* _Problem statement_: A verbatim copy of each record is required.

* _Input records_:

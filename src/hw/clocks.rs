// This Source Code Form is subject to the terms of the Mozilla Public
// License, v. 2.0. If a copy of the MPL was not distributed with this
// file, You can obtain one at https://mozilla.org/MPL/2.0/.

//! Clock tree bring-up and the 1 ms tick.
//!
//! From reset we're on the ring oscillator at a few MHz. This moves ref/sys
//! onto the 12 MHz crystal, runs the CPU (and clk_peri, which feeds UART and
//! SPI) from PLL_SYS at 132 MHz, and gives USB its 48 MHz from PLL_USB.

use cortex_m::peripheral::syst::SystClkSource;
use cortex_m::peripheral::SYST;
use rp2040_pac::{CLOCKS, PLL_SYS, PLL_USB, RESETS, ROSC, XOSC};

pub const SYS_CLOCK_HZ: u32 = 132_000_000;
/// clk_peri tracks clk_sys.
pub const PERI_CLOCK_HZ: u32 = SYS_CLOCK_HZ;

pub const TICK_HZ: u32 = 1_000;

/// XOSC_CTRL: 1-15 MHz range, enabled.
const XOSC_ENABLE_1_15MHZ: u32 = 0xfab_aa0;
/// ROSC_CTRL: disabled.
const ROSC_DISABLE: u32 = 0xd1e_fa4;

/// One PLL's divider settings. Output is
/// `12 MHz / refdiv * fbdiv / (postdiv1 * postdiv2)`.
struct PllSettings {
    refdiv: u8,
    fbdiv: u16,
    postdiv1: u8,
    postdiv2: u8,
}

/// 1584 MHz VCO / 12.
const PLL_SYS_132MHZ: PllSettings = PllSettings {
    refdiv: 1,
    fbdiv: 132,
    postdiv1: 6,
    postdiv2: 2,
};

/// 1200 MHz VCO / 25.
const PLL_USB_48MHZ: PllSettings = PllSettings {
    refdiv: 1,
    fbdiv: 100,
    postdiv1: 5,
    postdiv2: 5,
};

pub fn init(
    resets: &RESETS,
    xosc: &XOSC,
    rosc: &ROSC,
    clocks: &CLOCKS,
    pll_sys: &PLL_SYS,
    pll_usb: &PLL_USB,
) {
    xosc.ctrl.write(|w| unsafe { w.bits(XOSC_ENABLE_1_15MHZ) });
    while !xosc.status.read().stable().bit() {}

    // clk_ref and (by default) clk_sys follow it glitchlessly.
    clocks.clk_ref_ctrl.write(|w| w.src().xosc_clksrc());
    while clocks.clk_ref_selected.read().bits() != (1 << 2) {}
    rosc.ctrl.write(|w| unsafe { w.bits(ROSC_DISABLE) });

    resets.reset.modify(|_, w| w.pll_sys().clear_bit());
    while !resets.reset_done.read().pll_sys().bit() {}
    start_pll(pll_sys, &PLL_SYS_132MHZ);

    clocks.clk_sys_ctrl.write(|w| w.auxsrc().clksrc_pll_sys());
    clocks
        .clk_sys_ctrl
        .modify(|_, w| w.src().clksrc_clk_sys_aux());
    while clocks.clk_sys_selected.read().bits() != (1 << 1) {}

    clocks
        .clk_peri_ctrl
        .write(|w| w.auxsrc().clk_sys().enable().set_bit());

    resets.reset.modify(|_, w| w.pll_usb().clear_bit());
    while !resets.reset_done.read().pll_usb().bit() {}
    start_pll(pll_usb, &PLL_USB_48MHZ);

    clocks
        .clk_usb_ctrl
        .write(|w| w.auxsrc().clksrc_pll_usb().enable().set_bit());
}

/// PLL_SYS and PLL_USB share a register layout; the PAC hands out the same
/// block type for both.
fn start_pll(pll: &rp2040_pac::pll_sys::RegisterBlock, s: &PllSettings) {
    pll.cs.write(|w| unsafe { w.refdiv().bits(s.refdiv) });
    pll.fbdiv_int.write(|w| unsafe { w.fbdiv_int().bits(s.fbdiv) });
    pll.pwr.write(|w| w.pd().clear_bit().vcopd().clear_bit());
    while !pll.cs.read().lock().bit() {}
    pll.prim
        .write(|w| unsafe { w.postdiv1().bits(s.postdiv1).postdiv2().bits(s.postdiv2) });
    pll.pwr.modify(|_, w| w.postdivpd().clear_bit());
}

/// Starts SysTick firing every millisecond off the core clock.
pub fn start_tick(syst: &mut SYST) {
    syst.set_clock_source(SystClkSource::Core);
    syst.set_reload(SYS_CLOCK_HZ / TICK_HZ - 1);
    syst.clear_current();
    syst.enable_interrupt();
    syst.enable_counter();
}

* _Task answer_:
filename src/hw/clocks.rs
// This Source Code Form is subject to the terms of the Mozilla Public
// License, v. 2.0. If a copy of the MPL was not distributed with this
// file, You can obtain one at https://mozilla.org/MPL/2.0/.

//! Clock tree bring-up and the 1 ms tick.
//!
//! From reset we're on the ring oscillator at a few MHz. This moves ref/sys
//! onto the 12 MHz crystal, runs the CPU (and clk_peri, which feeds UART and
//! SPI) from PLL_SYS at 132 MHz, and gives USB its 48 MHz from PLL_USB.

use cortex_m::peripheral::syst::SystClkSource;
use cortex_m::peripheral::SYST;
use rp2040_pac::{CLOCKS, PLL_SYS, PLL_USB, RESETS, ROSC, XOSC};

pub const SYS_CLOCK_HZ: u32 = 132_000_000;
/// clk_peri tracks clk_sys.
pub const PERI_CLOCK_HZ: u32 = SYS_CLOCK_HZ;

pub const TICK_HZ: u32 = 1_000;

/// XOSC_CTRL: 1-15 MHz range, enabled.
const XOSC_ENABLE_1_15MHZ: u32 = 0xfab_aa0;
/// ROSC_CTRL: disabled.
const ROSC_DISABLE: u32 = 0xd1e_fa4;

/// One PLL's divider settings. Output is
/// `12 MHz / refdiv * fbdiv / (postdiv1 * postdiv2)`.
struct PllSettings {
    refdiv: u8,
    fbdiv: u16,
    postdiv1: u8,
    postdiv2: u8,
}

/// 1584 MHz VCO / 12.
const PLL_SYS_132MHZ: PllSettings = PllSettings {
    refdiv: 1,
    fbdiv: 132,
    postdiv1: 6,
    postdiv2: 2,
};

/// 1200 MHz VCO / 25.
const PLL_USB_48MHZ: PllSettings = PllSettings {
    refdiv: 1,
    fbdiv: 100,
    postdiv1: 5,
    postdiv2: 5,
};

pub fn init(
    resets: &RESETS,
    xosc: &XOSC,
    rosc: &ROSC,
    clocks: &CLOCKS,
    pll_sys: &PLL_SYS,
    pll_usb: &PLL_USB,
) {
    xosc.ctrl.write(|w| unsafe { w.bits(XOSC_ENABLE_1_15MHZ) });
    while !xosc.status.read().stable().bit() {}

    // clk_ref and (by default) clk_sys follow it glitchlessly.
    clocks.clk_ref_ctrl.write(|w| w.src().xosc_clksrc());
    while clocks.clk_ref_selected.read().bits() != (1 << 2) {}
    rosc.ctrl.write(|w| unsafe { w.bits(ROSC_DISABLE) });

    resets.reset.modify(|_, w| w.pll_sys().clear_bit());
    while !resets.reset_done.read().pll_sys().bit() {}
    start_pll(pll_sys, &PLL_SYS_132MHZ);

    clocks.clk_sys_ctrl.write(|w| w.auxsrc().clksrc_pll_sys());
    clocks
        .clk_sys_ctrl
        .modify(|_, w| w.src().clksrc_clk_sys_aux());
    while clocks.clk_sys_selected.read().bits() != (1 << 1) {}

    clocks
        .clk_peri_ctrl
        .write(|w| w.auxsrc().clk_sys().enable().set_bit());

    resets.reset.modify(|_, w| w.pll_usb().clear_bit());
    while !resets.reset_done.read().pll_usb().bit() {}
    start_pll(pll_usb, &PLL_USB_48MHZ);

    clocks
        .clk_usb_ctrl
        .write(|w| w.auxsrc().clksrc_pll_usb().enable().set_bit());
}

/// PLL_SYS and PLL_USB share a register layout; the PAC hands out the same
/// block type for both.
fn start_pll(pll: &rp2040_pac::pll_sys::RegisterBlock, s: &PllSettings) {
    pll.cs.write(|w| unsafe { w.refdiv().bits(s.refdiv) });
    pll.fbdiv_int.write(|w| unsafe { w.fbdiv_int().bits(s.fbdiv) });
    pll.pwr.write(|w| w.pd().clear_bit().vcopd().clear_bit());
    while !pll.cs.read().lock().bit() {}
    pll.prim
        .write(|w| unsafe { w.postdiv1().bits(s.postdiv1).postdiv2().bits(s.postdiv2) });
    pll.pwr.modify(|_, w| w.postdivpd().clear_bit());
}

/// Starts SysTick firing every millisecond off the core clock.
pub fn start_tick(syst: &mut SYST) {
    syst.set_clock_source(SystClkSource::Core);
    syst.set_reload(SYS_CLOCK_HZ / TICK_HZ - 1);
    syst.clear_current();
    syst.enable_interrupt();
    syst.enable_counter();
}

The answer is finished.